The algorithm in practice: sentence-tokenize the document, embed each sentence (or small group of sentences), compute the cosine distance between each adjacent pair, and place a chunk boundary at points where the distance exceeds a threshold. The threshold is usually defined as a percentile of all distances in the document (for instance, the 95th percentile), so it adapts to documents with different levels of topical homogeneity.

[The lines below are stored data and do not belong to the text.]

use super::*;

/// Tests searching the orders of one user.
///
/// Expected: Ok with only that user's orders, certificates loaded
#[tokio::test]
async fn searches_orders_of_user() -> Result<(), AppError> {
    let test = TestBuilder::new()
        .with_all_tables()
        .build()
        .await
        .unwrap();
    let db = test.db.as_ref().unwrap();

    let user = factory::create_user(db).await?;
    let other = factory::create_user(db).await?;
    let certificate = factory::create_gift_certificate(db).await?;

    let (order, _) =
        helpers::create_order_with_purchases(db, &user, &[certificate.clone()]).await?;
    helpers::create_order_with_purchases(db, &other, &[certificate.clone()]).await?;

    let page = OrderRepository::new(db)
        .search_by_user(user.id, &entity::order::Entity::default_request())
        .await?;

    assert_eq!(page.total_items, 1);
    assert_eq!(page.items[0].id, order.id);
    let certificates = page.items[0].certificates.as_ref().unwrap();
    assert_eq!(certificates.len(), 1);
    assert_eq!(certificates[0].id, certificate.id);

    Ok(())
}

/// Tests filtering orders by cost range and by the owner's username.
///
/// Expected: Ok with the single order matching both conditions
#[tokio::test]
async fn filters_by_cost_and_username() -> Result<(), AppError> {
    let test = TestBuilder::new()
        .with_all_tables()
        .build()
        .await
        .unwrap();
    let db = test.db.as_ref().unwrap();

    let alice = factory::user::UserFactory::new(db)
        .username("alice")
        .build()
        .await?;
    let bob = factory::user::UserFactory::new(db)
        .username("bob")
        .build()
        .await?;

    let cheap = GiftCertificateFactory::new(db)
        .price(Decimal::new(500, 2))
        .build()
        .await?;
    let pricey = GiftCertificateFactory::new(db)
        .price(Decimal::new(8000, 2))
        .build()
        .await?;

    helpers::create_order_with_purchases(db, &alice, &[cheap.clone()]).await?;
    let (expected, _) =
        helpers::create_order_with_purchases(db, &alice, &[pricey.clone()]).await?;
    helpers::create_order_with_purchases(db, &bob, &[pricey.clone()]).await?;

    let request = entity::order::Entity::parse_request(&params(&[
        ("gt:cost", "50"),
        ("user", "alice"),
        ("fold", "true"),
    ]))?;
    let page = OrderRepository::new(db).search(&request).await?;

    assert_eq!(page.total_items, 1);
    assert_eq!(page.items[0].id, expected.id);
    assert!(page.items[0].certificates.is_none());

    Ok(())
}
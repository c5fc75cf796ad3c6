use crate::server::{
    data::{tag::TagRepository, test::params, CrudRepository},
    error::AppError,
    model::tag::CreateTagParams,
    search::Searchable,
};
use test_utils::{builder::TestBuilder, factory};

mod create;
mod search;
//! HTTP request handlers.
//!
//! Controllers convert DTOs to parameters, call the matching service and convert the
//! resulting domain models back to DTOs. Search handlers pass the raw, multi-valued
//! query string through to the service, which parses it against the resource's field
//! registry.

pub mod gift_certificate;
pub mod order;
pub mod purchase;
pub mod tag;
pub mod user;

use serde::Deserialize;
use utoipa::IntoParams;

/// Reserved query parameters accepted by every search endpoint.
///
/// Any other parameter is a filter written as `[op:]key=value`, where `op` is one of
/// `eq` (default), `like`, `gt`, `gte`, `lt` or `lte`. Repeating a multi-valued key
/// matches any of the values.
#[derive(Deserialize, IntoParams)]
#[into_params(parameter_in = Query)]
#[allow(dead_code)]
pub struct SearchParams {
    /// Registry key to sort by; defaults to `id`.
    sort: Option<String>,
    /// `asc` or `desc`; defaults to `asc`.
    order: Option<String>,
    /// Zero-based page index; defaults to 0.
    page: Option<u64>,
    /// Page size greater than zero; defaults to 10.
    size: Option<u64>,
    /// `true`/`on` omits related collections from the items.
    fold: Option<String>,
}
use axum::{
    extract::{Path, Query, State},
    http::StatusCode,
    response::IntoResponse,
    Json,
};

use crate::{
    model::{
        api::ErrorDto,
        gift_certificate::{
            CreateGiftCertificateDto, GiftCertificateDto, TagNamesDto, UpdateGiftCertificateDto,
        },
        search::SearchResponseDto,
        tag::TagDto,
    },
    server::{
        controller::SearchParams,
        error::AppError,
        model::{
            gift_certificate::{CreateGiftCertificateParams, UpdateGiftCertificateParams},
            tag::Tag,
        },
        service::gift_certificate::GiftCertificateService,
        state::AppState,
    },
};

/// Tag for grouping gift certificate endpoints in OpenAPI documentation
pub static GIFT_CERTIFICATE_TAG: &str = "gift-certificate";

/// Search gift certificates.
///
/// Filters, sorts and pages the certificate catalog. Filter keys: `id`, `name`,
/// `description`, `price`, `duration`, `createDate` (`create`), `lastUpdateDate`
/// (`update`) and `tag`.
///
/// # Arguments
/// - `state` - Application state containing the database connection
/// - `params` - Raw query parameters in request order
///
/// # Returns
/// - `200 OK` - Requested page of certificates
/// - `400 Bad Request` - Unknown key, operator or malformed value
/// - `500 Internal Server Error` - Database error
#[utoipa::path(
    get,
    path = "/api/certificates",
    tag = GIFT_CERTIFICATE_TAG,
    params(SearchParams),
    responses(
        (status = 200, description = "Page of gift certificates", body = SearchResponseDto<GiftCertificateDto>),
        (status = 400, description = "Malformed search parameters", body = ErrorDto),
        (status = 500, description = "Internal server error", body = ErrorDto)
    ),
)]
pub async fn search_certificates(
    State(state): State<AppState>,
    Query(params): Query<Vec<(String, String)>>,
) -> Result<impl IntoResponse, AppError> {
    let page = GiftCertificateService::new(&state.db)
        .search(&params)
        .await?;

    Ok((StatusCode::OK, Json(page.into_dto(|c| c.into_dto()))))
}

/// Create a gift certificate.
///
/// Tags are given by name; missing tags are created.
///
/// # Returns
/// - `201 Created` - Created certificate with its tags
/// - `400 Bad Request` - Blank name, negative price or non-positive duration
/// - `409 Conflict` - A certificate with this name exists
/// - `500 Internal Server Error` - Database error
#[utoipa::path(
    post,
    path = "/api/certificates",
    tag = GIFT_CERTIFICATE_TAG,
    request_body = CreateGiftCertificateDto,
    responses(
        (status = 201, description = "Successfully created gift certificate", body = GiftCertificateDto),
        (status = 400, description = "Invalid certificate data", body = ErrorDto),
        (status = 409, description = "Certificate name already exists", body = ErrorDto),
        (status = 500, description = "Internal server error", body = ErrorDto)
    ),
)]
pub async fn create_certificate(
    State(state): State<AppState>,
    Json(payload): Json<CreateGiftCertificateDto>,
) -> Result<impl IntoResponse, AppError> {
    let params = CreateGiftCertificateParams::from_dto(payload)?;

    let certificate = GiftCertificateService::new(&state.db).create(params).await?;

    Ok((StatusCode::CREATED, Json(certificate.into_dto())))
}

/// Get a gift certificate with its tags.
#[utoipa::path(
    get,
    path = "/api/certificates/{id}",
    tag = GIFT_CERTIFICATE_TAG,
    params(
        ("id" = i32, Path, description = "Gift certificate ID")
    ),
    responses(
        (status = 200, description = "Gift certificate", body = GiftCertificateDto),
        (status = 404, description = "Gift certificate not found", body = ErrorDto),
        (status = 500, description = "Internal server error", body = ErrorDto)
    ),
)]
pub async fn get_certificate(
    State(state): State<AppState>,
    Path(id): Path<i32>,
) -> Result<impl IntoResponse, AppError> {
    let certificate = GiftCertificateService::new(&state.db).get(id).await?;

    Ok((StatusCode::OK, Json(certificate.into_dto())))
}

/// Partially update a gift certificate.
///
/// Absent fields are left unchanged; a present `tags` list replaces the tag set.
///
/// # Returns
/// - `200 OK` - Updated certificate
/// - `400 Bad Request` - Invalid field value
/// - `404 Not Found` - Gift certificate not found
/// - `409 Conflict` - The new name belongs to another certificate
/// - `500 Internal Server Error` - Database error
#[utoipa::path(
    patch,
    path = "/api/certificates/{id}",
    tag = GIFT_CERTIFICATE_TAG,
    params(
        ("id" = i32, Path, description = "Gift certificate ID")
    ),
    request_body = UpdateGiftCertificateDto,
    responses(
        (status = 200, description = "Successfully updated gift certificate", body = GiftCertificateDto),
        (status = 400, description = "Invalid certificate data", body = ErrorDto),
        (status = 404, description = "Gift certificate not found", body = ErrorDto),
        (status = 409, description = "Certificate name already exists", body = ErrorDto),
        (status = 500, description = "Internal server error", body = ErrorDto)
    ),
)]
pub async fn update_certificate(
    State(state): State<AppState>,
    Path(id): Path<i32>,
    Json(payload): Json<UpdateGiftCertificateDto>,
) -> Result<impl IntoResponse, AppError> {
    let params = UpdateGiftCertificateParams::from_dto(id, payload)?;

    let certificate = GiftCertificateService::new(&state.db).update(params).await?;

    Ok((StatusCode::OK, Json(certificate.into_dto())))
}

/// Delete a gift certificate.
///
/// Also removes its tag links, order links and purchases.
#[utoipa::path(
    delete,
    path = "/api/certificates/{id}",
    tag = GIFT_CERTIFICATE_TAG,
    params(
        ("id" = i32, Path, description = "Gift certificate ID")
    ),
    responses(
        (status = 204, description = "Successfully deleted gift certificate"),
        (status = 404, description = "Gift certificate not found", body = ErrorDto),
        (status = 500, description = "Internal server error", body = ErrorDto)
    ),
)]
pub async fn delete_certificate(
    State(state): State<AppState>,
    Path(id): Path<i32>,
) -> Result<impl IntoResponse, AppError> {
    GiftCertificateService::new(&state.db).delete(id).await?;

    Ok(StatusCode::NO_CONTENT)
}

/// List the tags of a gift certificate.
#[utoipa::path(
    get,
    path = "/api/certificates/{id}/tags",
    tag = GIFT_CERTIFICATE_TAG,
    params(
        ("id" = i32, Path, description = "Gift certificate ID")
    ),
    responses(
        (status = 200, description = "Tags of the certificate", body = Vec<TagDto>),
        (status = 404, description = "Gift certificate not found", body = ErrorDto),
        (status = 500, description = "Internal server error", body = ErrorDto)
    ),
)]
pub async fn get_certificate_tags(
    State(state): State<AppState>,
    Path(id): Path<i32>,
) -> Result<impl IntoResponse, AppError> {
    let tags = GiftCertificateService::new(&state.db).tags_of(id).await?;

    Ok((StatusCode::OK, Json(tags_to_dto(tags))))
}

/// Attach tags to a gift certificate by name.
///
/// Missing tags are created; tags already attached are ignored.
///
/// # Returns
/// - `200 OK` - Full tag set after the change
/// - `400 Bad Request` - Blank tag name
/// - `404 Not Found` - Gift certificate not found
/// - `500 Internal Server Error` - Database error
#[utoipa::path(
    post,
    path = "/api/certificates/{id}/tags",
    tag = GIFT_CERTIFICATE_TAG,
    params(
        ("id" = i32, Path, description = "Gift certificate ID")
    ),
    request_body = TagNamesDto,
    responses(
        (status = 200, description = "Tags of the certificate after the change", body = Vec<TagDto>),
        (status = 400, description = "Invalid tag name", body = ErrorDto),
        (status = 404, description = "Gift certificate not found", body = ErrorDto),
        (status = 500, description = "Internal server error", body = ErrorDto)
    ),
)]
pub async fn add_certificate_tags(
    State(state): State<AppState>,
    Path(id): Path<i32>,
    Json(payload): Json<TagNamesDto>,
) -> Result<impl IntoResponse, AppError> {
    let tags = GiftCertificateService::new(&state.db)
        .add_tags(id, &payload.tags)
        .await?;

    Ok((StatusCode::OK, Json(tags_to_dto(tags))))
}

/// Detach tags from a gift certificate by name.
#[utoipa::path(
    delete,
    path = "/api/certificates/{id}/tags",
    tag = GIFT_CERTIFICATE_TAG,
    params(
        ("id" = i32, Path, description = "Gift certificate ID")
    ),
    request_body = TagNamesDto,
    responses(
        (status = 200, description = "Remaining tags of the certificate", body = Vec<TagDto>),
        (status = 400, description = "Invalid tag name", body = ErrorDto),
        (status = 404, description = "Gift certificate not found", body = ErrorDto),
        (status = 500, description = "Internal server error", body = ErrorDto)
    ),
)]
pub async fn remove_certificate_tags(
    State(state): State<AppState>,
    Path(id): Path<i32>,
    Json(payload): Json<TagNamesDto>,
) -> Result<impl IntoResponse, AppError> {
    let tags = GiftCertificateService::new(&state.db)
        .remove_tags(id, &payload.tags)
        .await?;

    Ok((StatusCode::OK, Json(tags_to_dto(tags))))
}

fn tags_to_dto(tags: Vec<Tag>) -> Vec<TagDto> {
    tags.into_iter().map(Tag::into_dto).collect()
}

from typing import Sequence
import numpy as np
from openai import OpenAI

client = OpenAI()

def semantic_chunk(sentences: Sequence[str],
                   model: str = "text-embedding-3-small",
                   percentile_threshold: float = 95.0) -> list[str]:
    """Group consecutive sentences into chunks at topic-shift points."""
    if len(sentences) < 2:
        return list(sentences)

    response = client.embeddings.create(input=list(sentences), model=model)
    embeddings = np.array([item.embedding for item in response.data])

    similarities = []
    for i in range(len(embeddings) - 1):
        a, b = embeddings[i], embeddings[i + 1]
        cosine = np.dot(a, b) / (np.linalg.norm(a) * np.linalg.norm(b))
        similarities.append(1.0 - cosine)  # distance, not similarity

    cutoff = np.percentile(similarities, percentile_threshold)

    chunks, current = [], [sentences[0]]
    for i, distance in enumerate(similarities):
        if distance > cutoff:
            chunks.append(" ".join(current))
            current = [sentences[i + 1]]
        else:
            current.append(sentences[i + 1])
    if current:
        chunks.append(" ".join(current))

    return chunks

Why a percentile threshold and not a fixed number: cosine distances vary wildly across domains. Legal text reads more uniformly than a podcast transcript, so a fixed threshold of 0.3 might produce 10 chunks for one and 500 for the other. Percentile thresholds adapt automatically and tend to land in a useful range.

Trade-offs of Semantic Chunking

Semantic chunking produces the best-aligned chunks for retrieval when topic boundaries are the actual signal you care about. Long-form content with topic transitions (interviews, course transcripts, multi-topic articles) benefits the most. Furthermore, semantic chunks often align with how humans would naturally divide the text, which makes downstream evaluation easier.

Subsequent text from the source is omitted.